Work to complete = Your output should be the complete listing, repeated exactly.
*** Block opens ***
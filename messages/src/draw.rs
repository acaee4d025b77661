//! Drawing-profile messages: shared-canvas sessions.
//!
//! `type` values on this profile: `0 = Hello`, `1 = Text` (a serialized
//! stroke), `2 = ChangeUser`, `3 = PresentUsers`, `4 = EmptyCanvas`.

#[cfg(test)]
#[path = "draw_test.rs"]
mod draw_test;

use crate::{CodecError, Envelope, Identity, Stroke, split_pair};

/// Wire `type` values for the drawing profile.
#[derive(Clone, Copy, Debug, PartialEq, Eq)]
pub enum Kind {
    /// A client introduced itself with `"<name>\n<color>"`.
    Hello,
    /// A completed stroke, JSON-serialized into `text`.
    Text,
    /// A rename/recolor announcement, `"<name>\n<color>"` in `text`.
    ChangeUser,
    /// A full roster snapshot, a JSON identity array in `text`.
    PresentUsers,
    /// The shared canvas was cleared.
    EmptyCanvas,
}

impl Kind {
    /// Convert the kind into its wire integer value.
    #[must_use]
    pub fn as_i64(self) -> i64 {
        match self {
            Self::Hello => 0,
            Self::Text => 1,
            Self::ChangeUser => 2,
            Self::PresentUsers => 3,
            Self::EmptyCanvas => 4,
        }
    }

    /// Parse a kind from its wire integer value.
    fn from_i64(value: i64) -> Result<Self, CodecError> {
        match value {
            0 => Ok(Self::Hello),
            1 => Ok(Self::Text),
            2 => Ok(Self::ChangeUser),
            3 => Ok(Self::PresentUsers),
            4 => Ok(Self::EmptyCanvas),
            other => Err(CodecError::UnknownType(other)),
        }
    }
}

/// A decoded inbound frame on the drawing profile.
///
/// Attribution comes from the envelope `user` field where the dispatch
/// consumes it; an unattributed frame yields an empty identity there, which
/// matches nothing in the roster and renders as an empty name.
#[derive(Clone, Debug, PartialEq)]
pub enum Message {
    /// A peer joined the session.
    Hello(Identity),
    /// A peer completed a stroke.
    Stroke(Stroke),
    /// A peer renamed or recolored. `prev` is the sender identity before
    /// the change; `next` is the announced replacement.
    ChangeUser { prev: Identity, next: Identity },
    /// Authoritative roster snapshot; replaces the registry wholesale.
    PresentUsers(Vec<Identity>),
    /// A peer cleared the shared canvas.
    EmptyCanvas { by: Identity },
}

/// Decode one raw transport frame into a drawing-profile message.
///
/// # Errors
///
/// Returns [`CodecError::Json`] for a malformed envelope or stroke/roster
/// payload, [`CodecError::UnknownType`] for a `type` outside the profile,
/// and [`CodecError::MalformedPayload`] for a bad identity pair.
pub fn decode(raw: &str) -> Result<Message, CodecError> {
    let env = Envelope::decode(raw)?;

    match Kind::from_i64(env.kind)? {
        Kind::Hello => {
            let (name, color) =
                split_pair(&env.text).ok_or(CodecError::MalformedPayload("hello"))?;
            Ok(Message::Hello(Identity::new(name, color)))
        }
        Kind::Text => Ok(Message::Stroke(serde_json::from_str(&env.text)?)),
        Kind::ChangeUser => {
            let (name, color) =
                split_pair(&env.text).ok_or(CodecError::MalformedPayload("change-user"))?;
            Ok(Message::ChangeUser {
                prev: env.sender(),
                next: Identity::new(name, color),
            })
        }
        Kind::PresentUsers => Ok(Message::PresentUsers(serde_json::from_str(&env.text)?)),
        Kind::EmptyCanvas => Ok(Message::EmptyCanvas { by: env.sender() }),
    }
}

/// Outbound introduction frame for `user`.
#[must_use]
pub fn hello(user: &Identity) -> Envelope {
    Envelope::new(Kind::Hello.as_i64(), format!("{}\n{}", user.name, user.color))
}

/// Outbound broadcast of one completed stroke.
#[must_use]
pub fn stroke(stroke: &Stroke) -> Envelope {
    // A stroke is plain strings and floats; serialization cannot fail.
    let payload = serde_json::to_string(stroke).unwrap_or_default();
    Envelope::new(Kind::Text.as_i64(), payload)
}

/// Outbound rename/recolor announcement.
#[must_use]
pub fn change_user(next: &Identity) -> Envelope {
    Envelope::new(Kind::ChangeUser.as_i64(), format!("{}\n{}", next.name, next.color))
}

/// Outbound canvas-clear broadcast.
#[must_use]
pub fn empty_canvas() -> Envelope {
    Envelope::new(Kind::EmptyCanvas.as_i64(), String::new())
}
*** Block closes ***
Result of the task =
filename messages/src/draw.rs
repository acaee4d025b77661
//! Drawing-profile messages: shared-canvas sessions.
//!
//! `type` values on this profile: `0 = Hello`, `1 = Text` (a serialized
//! stroke), `2 = ChangeUser`, `3 = PresentUsers`, `4 = EmptyCanvas`.

#[cfg(test)]
#[path = "draw_test.rs"]
mod draw_test;

use crate::{CodecError, Envelope, Identity, Stroke, split_pair};

/// Wire `type` values for the drawing profile.
#[derive(Clone, Copy, Debug, PartialEq, Eq)]
pub enum Kind {
    /// A client introduced itself with `"<name>\n<color>"`.
    Hello,
    /// A completed stroke, JSON-serialized into `text`.
    Text,
    /// A rename/recolor announcement, `"<name>\n<color>"` in `text`.
    ChangeUser,
    /// A full roster snapshot, a JSON identity array in `text`.
    PresentUsers,
    /// The shared canvas was cleared.
    EmptyCanvas,
}

impl Kind {
    /// Convert the kind into its wire integer value.
    #[must_use]
    pub fn as_i64(self) -> i64 {
        match self {
            Self::Hello => 0,
            Self::Text => 1,
            Self::ChangeUser => 2,
            Self::PresentUsers => 3,
            Self::EmptyCanvas => 4,
        }
    }

    /// Parse a kind from its wire integer value.
    fn from_i64(value: i64) -> Result<Self, CodecError> {
        match value {
            0 => Ok(Self::Hello),
            1 => Ok(Self::Text),
            2 => Ok(Self::ChangeUser),
            3 => Ok(Self::PresentUsers),
            4 => Ok(Self::EmptyCanvas),
            other => Err(CodecError::UnknownType(other)),
        }
    }
}

/// A decoded inbound frame on the drawing profile.
///
/// Attribution comes from the envelope `user` field where the dispatch
/// consumes it; an unattributed frame yields an empty identity there, which
/// matches nothing in the roster and renders as an empty name.
#[derive(Clone, Debug, PartialEq)]
pub enum Message {
    /// A peer joined the session.
    Hello(Identity),
    /// A peer completed a stroke.
    Stroke(Stroke),
    /// A peer renamed or recolored. `prev` is the sender identity before
    /// the change; `next` is the announced replacement.
    ChangeUser { prev: Identity, next: Identity },
    /// Authoritative roster snapshot; replaces the registry wholesale.
    PresentUsers(Vec<Identity>),
    /// A peer cleared the shared canvas.
    EmptyCanvas { by: Identity },
}

/// Decode one raw transport frame into a drawing-profile message.
///
/// # Errors
///
/// Returns [`CodecError::Json`] for a malformed envelope or stroke/roster
/// payload, [`CodecError::UnknownType`] for a `type` outside the profile,
/// and [`CodecError::MalformedPayload`] for a bad identity pair.
pub fn decode(raw: &str) -> Result<Message, CodecError> {
    let env = Envelope::decode(raw)?;

    match Kind::from_i64(env.kind)? {
        Kind::Hello => {
            let (name, color) =
                split_pair(&env.text).ok_or(CodecError::MalformedPayload("hello"))?;
            Ok(Message::Hello(Identity::new(name, color)))
        }
        Kind::Text => Ok(Message::Stroke(serde_json::from_str(&env.text)?)),
        Kind::ChangeUser => {
            let (name, color) =
                split_pair(&env.text).ok_or(CodecError::MalformedPayload("change-user"))?;
            Ok(Message::ChangeUser {
                prev: env.sender(),
                next: Identity::new(name, color),
            })
        }
        Kind::PresentUsers => Ok(Message::PresentUsers(serde_json::from_str(&env.text)?)),
        Kind::EmptyCanvas => Ok(Message::EmptyCanvas { by: env.sender() }),
    }
}

/// Outbound introduction frame for `user`.
#[must_use]
pub fn hello(user: &Identity) -> Envelope {
    Envelope::new(Kind::Hello.as_i64(), format!("{}\n{}", user.name, user.color))
}

/// Outbound broadcast of one completed stroke.
#[must_use]
pub fn stroke(stroke: &Stroke) -> Envelope {
    // A stroke is plain strings and floats; serialization cannot fail.
    let payload = serde_json::to_string(stroke).unwrap_or_default();
    Envelope::new(Kind::Text.as_i64(), payload)
}

/// Outbound rename/recolor announcement.
#[must_use]
pub fn change_user(next: &Identity) -> Envelope {
    Envelope::new(Kind::ChangeUser.as_i64(), format!("{}\n{}", next.name, next.color))
}

/// Outbound canvas-clear broadcast.
#[must_use]
pub fn empty_canvas() -> Envelope {
    Envelope::new(Kind::EmptyCanvas.as_i64(), String::new())
}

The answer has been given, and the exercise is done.